WHAT YOU SHOULD DO: Report each line of the entries below that includes "router".

AVAILABLE RECORDS:
------------------------------------
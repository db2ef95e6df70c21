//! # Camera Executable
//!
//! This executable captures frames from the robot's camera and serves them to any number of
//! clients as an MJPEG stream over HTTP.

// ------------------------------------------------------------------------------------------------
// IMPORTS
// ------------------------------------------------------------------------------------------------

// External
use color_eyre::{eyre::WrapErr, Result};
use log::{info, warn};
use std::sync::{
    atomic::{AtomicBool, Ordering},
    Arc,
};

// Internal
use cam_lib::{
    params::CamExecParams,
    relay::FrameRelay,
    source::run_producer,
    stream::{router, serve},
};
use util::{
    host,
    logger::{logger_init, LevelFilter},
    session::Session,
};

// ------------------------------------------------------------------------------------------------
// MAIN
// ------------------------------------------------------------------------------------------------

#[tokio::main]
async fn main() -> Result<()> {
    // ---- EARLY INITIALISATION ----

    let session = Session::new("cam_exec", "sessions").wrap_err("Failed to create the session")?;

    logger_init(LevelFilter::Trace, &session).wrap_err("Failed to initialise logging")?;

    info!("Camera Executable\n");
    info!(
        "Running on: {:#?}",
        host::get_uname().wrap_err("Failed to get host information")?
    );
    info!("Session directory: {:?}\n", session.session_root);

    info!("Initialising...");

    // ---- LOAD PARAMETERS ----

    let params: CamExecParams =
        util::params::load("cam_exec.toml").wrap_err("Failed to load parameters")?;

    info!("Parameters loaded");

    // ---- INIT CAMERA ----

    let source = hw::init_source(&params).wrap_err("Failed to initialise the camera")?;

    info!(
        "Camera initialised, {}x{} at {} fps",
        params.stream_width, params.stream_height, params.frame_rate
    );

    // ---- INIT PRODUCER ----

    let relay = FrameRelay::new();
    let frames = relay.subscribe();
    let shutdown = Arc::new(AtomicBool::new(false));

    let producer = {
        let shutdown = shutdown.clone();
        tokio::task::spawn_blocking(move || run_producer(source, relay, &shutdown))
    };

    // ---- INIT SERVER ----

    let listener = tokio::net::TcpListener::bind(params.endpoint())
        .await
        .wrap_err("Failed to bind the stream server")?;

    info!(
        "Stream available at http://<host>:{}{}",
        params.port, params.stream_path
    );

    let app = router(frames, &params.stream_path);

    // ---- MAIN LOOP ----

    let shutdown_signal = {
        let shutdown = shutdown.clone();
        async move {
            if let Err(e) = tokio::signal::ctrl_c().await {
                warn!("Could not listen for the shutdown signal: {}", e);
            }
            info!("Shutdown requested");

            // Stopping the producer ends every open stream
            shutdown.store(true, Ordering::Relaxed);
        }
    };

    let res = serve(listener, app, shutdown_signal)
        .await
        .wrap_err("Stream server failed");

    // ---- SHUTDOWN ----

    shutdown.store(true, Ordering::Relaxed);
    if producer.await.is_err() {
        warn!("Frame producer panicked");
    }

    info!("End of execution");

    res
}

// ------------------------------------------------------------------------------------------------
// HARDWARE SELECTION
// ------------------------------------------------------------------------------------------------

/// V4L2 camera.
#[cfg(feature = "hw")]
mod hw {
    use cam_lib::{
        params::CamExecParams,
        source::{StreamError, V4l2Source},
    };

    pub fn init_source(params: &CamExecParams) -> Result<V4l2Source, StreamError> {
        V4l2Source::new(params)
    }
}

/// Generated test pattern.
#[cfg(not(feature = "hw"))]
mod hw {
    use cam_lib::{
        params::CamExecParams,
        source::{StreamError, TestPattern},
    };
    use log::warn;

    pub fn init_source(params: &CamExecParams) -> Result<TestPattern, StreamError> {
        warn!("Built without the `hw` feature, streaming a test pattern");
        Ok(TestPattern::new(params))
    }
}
------------------------------------
EXERCISE ANSWER:
    stream::{router, serve},
    let app = router(frames, &params.stream_path);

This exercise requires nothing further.